Fiquei feliz por verificar que recuperaste as caixas de diálogo!
Nem me fales em aviões...
E os amigos têm essa magia de revelar o nosso lado tolinho. :))
E não mudes acor do cabelo, que essas boatos é tudo invejas! :))
Bjs :)
E pronto, dizes coisas tão profundas que me puseste a cabeça a andar à roda de tal maneira que até a perdi... e agora é que vai ser uma carga de trabalhos para a encontrar, quanto mais a imortalidade...
Abrço
Tás a ver? Até perdi um "a" ao abraço.
Olá Caçador!
Já tinha reparado que andavas para aí de cabeça perdida, cheguei a pensar que te tinha escapado alguma peça de caça grossa (às vezes penso no impossível :)) ),
fico feliz em ver que já coordenas outra vez as ideias.
(Pensava que tinhas aderido ao acordo ortográfico) :)))
Um abraço (à antiga!)
gostei do post.
Se se pode ganhar a eternidade procriando... vou continuar a trabalhar para isso... afincadamente (mesmo que não procrie!).
Olá mfc!
A tenacidade é uma virtude que tende a perpetuar-nos também. Boa dica! :)
Obrigado pela visita Intruso, espero que nos encontremos mais vezes!
Já dei uma espreitadela nos dois blogues. Gostei do que vi.

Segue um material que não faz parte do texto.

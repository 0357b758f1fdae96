//! Global net construction.
//!
//! Local nets are unioned across sheets when they share a candidate
//! name; the namespace policy decides whether a name reaches across
//! sheet boundaries.  Names from `netname=` attributes and names from
//! `net=` attributes live in separate name spaces with separate
//! flattening flags.

use itertools::Itertools;
use crate::disjoint_set::DisjointSet;
use super::*;

impl Netlist {
    /// Union local nets into global nets, select canonical unmangled
    /// names, fabricate names for unnamed nets, and flag single-pin
    /// nets.
    pub(crate) fn postproc_net_instances(&mut self) {
        let num_ln = self.localnet_arena.len();
        let flat_netname = self.config.flat_netname_namespace;
        let flat_netattrib = self.config.flat_netattrib_namespace;

        // merge local nets sharing a candidate name (scoped by
        // namespace unless flattened).  the bool in the key
        // distinguishes netname= names from net= names.
        let mut sets = DisjointSet::with_capacity(num_ln);
        let mut first_seen: HashMap<
            (bool, Namespace, CompactString), usize> = HashMap::new();
        for ln in 0..num_ln {
            let sheet = self.localnet_arena[ln].sheet;
            let sheet_ns = self[sheet].instantiating_component;
            let bnet = self.localnet_arena[ln].blueprint;
            let keys = self[bnet].names_from_netname.iter()
                .map(|n| (false,
                          if flat_netname { None } else { sheet_ns },
                          n.clone()))
                .chain(self[bnet].names_from_net_attribute.iter()
                       .map(|n| (true,
                                 if flat_netattrib { None } else { sheet_ns },
                                 n.clone())))
                .collect::<Vec<_>>();
            for key in keys {
                match first_seen.get(&key) {
                    Some(&other) => sets.merge(ln, other),
                    None => { first_seen.insert(key, ln); }
                }
            }
        }

        let (num_sets, set_indices) = sets.finalize(num_ln);

        // create one net per set, in order of first encounter
        let mut set2net: Vec<Option<NetId>> = vec![None; num_sets];
        for ln in 0..num_ln {
            let net = *set2net[set_indices[ln]].get_or_insert_with(|| {
                let id = NetId(self.net_arena.len());
                self.net_arena.push(Net {
                    local_nets: Vec::new(),
                    component_pins: Vec::new(),
                    names_from_netname: Vec::new(),
                    names_from_net_attribute: Vec::new(),
                    namespace: None,
                    unmangled_name: CompactString::default(),
                    name: CompactString::default(),
                    unnamed_counter: None,
                    is_bus: false,
                    is_unconnected_pin: false,
                    connections: Vec::new(),
                    sheets_and_bnets: Vec::new(),
                });
                self.nets.push(id);
                id
            });
            let sheet = self.localnet_arena[ln].sheet;
            let sheet_ns = self[sheet].instantiating_component;
            let bnet = self.localnet_arena[ln].blueprint;
            let netname_names: Vec<_> = self[bnet].names_from_netname
                .iter().cloned().collect();
            let netattrib_names: Vec<_> = self[bnet]
                .names_from_net_attribute.iter().cloned().collect();
            let is_bus = self[bnet].is_bus;

            let net_mut = &mut self.net_arena[net.0];
            if net_mut.local_nets.is_empty() {
                // the first local net decides the default namespace
                net_mut.namespace =
                    if flat_netname { None } else { sheet_ns };
            }
            net_mut.local_nets.push(LocalNetId(ln));
            net_mut.is_bus |= is_bus;
            let ns = if flat_netname { None } else { sheet_ns };
            net_mut.names_from_netname.extend(
                netname_names.into_iter().map(|n| (ns, n)));
            let ns = if flat_netattrib { None } else { sheet_ns };
            net_mut.names_from_net_attribute.extend(
                netattrib_names.into_iter().map(|n| (ns, n)));
            self.localnet_arena[ln].net = Some(net);
        }

        // canonical name selection
        let mut unnamed_counters: HashMap<(Namespace, bool), u32> =
            HashMap::new();
        for net in self.nets.clone() {
            self.select_net_name(net, &mut unnamed_counters);
        }
    }

    fn select_net_name(
        &mut self, net: NetId,
        unnamed_counters: &mut HashMap<(Namespace, bool), u32>
    ) {
        let n = &self[net];
        let primary;
        let secondary;
        if self.config.prefer_netname_attribute {
            primary = &n.names_from_netname;
            secondary = &n.names_from_net_attribute;
        } else {
            primary = &n.names_from_net_attribute;
            secondary = &n.names_from_netname;
        }
        let chosen = primary.first().or_else(|| secondary.first());

        match chosen {
            Some((ns, name)) => {
                let (ns, name) = (*ns, name.clone());
                let others: Vec<CompactString> = n.names_from_netname
                    .iter()
                    .chain(n.names_from_net_attribute.iter())
                    .map(|(_, other)| other)
                    .filter(|other| **other != name)
                    .unique()
                    .cloned()
                    .collect();
                self.net_arena[net.0].unmangled_name = name.clone();
                self.net_arena[net.0].namespace = ns;
                if !others.is_empty() {
                    self.warn_at(Subject::Netlist, format!(
                        "net `{}' has more than one name: {}",
                        name,
                        others.iter().map(|o| format!("`{}'", o))
                            .format(" vs. ")));
                }
            }
            None => {
                let ns = n.namespace;
                let is_bus = n.is_bus;
                let counter = unnamed_counters.entry((ns, is_bus))
                    .or_insert(0);
                *counter += 1;
                let counter = *counter;
                let template = match is_bus {
                    false => self.config.default_net_name.clone(),
                    true => self.config.default_bus_name.clone(),
                };
                self.net_arena[net.0].unmangled_name =
                    format!("{}_{}", template, counter).into();
                self.net_arena[net.0].unnamed_counter = Some(counter);

                // a lone pin without a name is not a real net unless
                // hierarchy splicing later proves otherwise
                let num_pins: usize = self[net].local_nets.iter()
                    .map(|&ln| self[ln].cpins.len())
                    .sum();
                if num_pins == 1 {
                    self.net_arena[net.0].is_unconnected_pin = true;
                }
            }
        }
    }

    /// Mangle the final net names.
    pub(crate) fn assign_net_names(&mut self) {
        for net in self.nets.clone() {
            let unmangled = self[net].unmangled_name.clone();
            let namespace = self[net].namespace;
            let name = self.mangle_netname(&unmangled, namespace);
            self.net_arena[net.0].name = name;
        }
    }

    /// Populate `component_pins`, ordered by (sheet, blueprint net)
    /// first encounter and blueprint pin order within each.
    pub(crate) fn assign_component_pins(&mut self) {
        for comp in self.components.clone() {
            let sheet = self[comp].sheet;
            for cpin in self[comp].cpins.clone() {
                let bnet = self[self[cpin].blueprint].bnet;
                let net = self.localnet_arena[self[cpin].local_net.0]
                    .net.expect("local net without a global net");
                if !self[net].sheets_and_bnets.contains(&(sheet, bnet)) {
                    self.net_arena[net.0].sheets_and_bnets
                        .push((sheet, bnet));
                }
            }
        }
        for net in self.nets.clone() {
            for (sheet, bnet) in self[net].sheets_and_bnets.clone() {
                for bpid in self[bnet].pins.clone() {
                    let comp = self[sheet]
                        .components_by_blueprint[&self[bpid].component];
                    let cpin = self[comp].cpins_by_blueprint[&bpid];
                    debug_assert!(
                        !self[net].component_pins.contains(&cpin));
                    self.net_arena[net.0].component_pins.push(cpin);
                }
            }
        }
    }

    /// Merge one global net into another, moving its local nets,
    /// pins, and candidate names.  The source net is removed from the
    /// live net list and from the name index.
    pub(crate) fn merge_net_into(&mut self, src: NetId, dest: NetId) {
        if src == dest {
            return
        }
        let src_lns = std::mem::take(&mut self.net_arena[src.0].local_nets);
        for &ln in &src_lns {
            self.localnet_arena[ln.0].net = Some(dest);
        }
        self.net_arena[dest.0].local_nets.extend(src_lns);

        let pins = std::mem::take(
            &mut self.net_arena[src.0].component_pins);
        self.net_arena[dest.0].component_pins.extend(pins);

        let names = std::mem::take(
            &mut self.net_arena[src.0].names_from_netname);
        self.net_arena[dest.0].names_from_netname.extend(names);
        let names = std::mem::take(
            &mut self.net_arena[src.0].names_from_net_attribute);
        self.net_arena[dest.0].names_from_net_attribute.extend(names);

        let pairs = std::mem::take(
            &mut self.net_arena[src.0].sheets_and_bnets);
        for pair in pairs {
            if !self[dest].sheets_and_bnets.contains(&pair) {
                self.net_arena[dest.0].sheets_and_bnets.push(pair);
            }
        }

        // package pins follow their cpins to the surviving net
        let conns = std::mem::take(&mut self.net_arena[src.0].connections);
        for &ppin in &conns {
            self.ppin_arena[ppin.0].net = Some(dest);
        }
        self.net_arena[dest.0].connections.extend(conns);

        if self[dest].component_pins.len() > 1 {
            self.net_arena[dest.0].is_unconnected_pin = false;
        }

        if let Some(pos) = self.nets.iter().position(|&n| n == src) {
            self.nets.remove(pos);
        }
        let src_name = self.net_arena[src.0].name.clone();
        if self.nets_by_name.get(&src_name) == Some(&src) {
            self.nets_by_name.remove(&src_name);
        }
    }

    /// Unconnected single-pin nets are preserved only when they
    /// straddle more than one subsheet I/O boundary; the rest are
    /// pruned from the live list.
    pub(crate) fn prune_unconnected_pins(&mut self) {
        for net in self.nets.clone() {
            if self[net].is_unconnected_pin
                && self[net].connections.len() > 1
            {
                self.net_arena[net.0].is_unconnected_pin = false;
            }
        }
        let arena = &self.net_arena;
        self.nets.retain(|&n| !arena[n.0].is_unconnected_pin);
    }
}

Sem dúvida que fui eu quem ficou a ganhar com a "intrusão", pelos dois sítios fantásticos disponibilizados. :)))
Olá CybeRider,
Este teu texto é... fabuloso!
Não será, no entanto, a imortalidade de alguém, 'pertença' de quem imortaliza?...
O reconhecer-lhe o gesto, o engrandecê-lo, são medidas que só conhece quem imortaliza. Seria bom dizer-lho, mas questiono-me se, neste caso o autor deste gesto, relevaria o facto de, ao fazer o que fez, se tornar imortal em ti...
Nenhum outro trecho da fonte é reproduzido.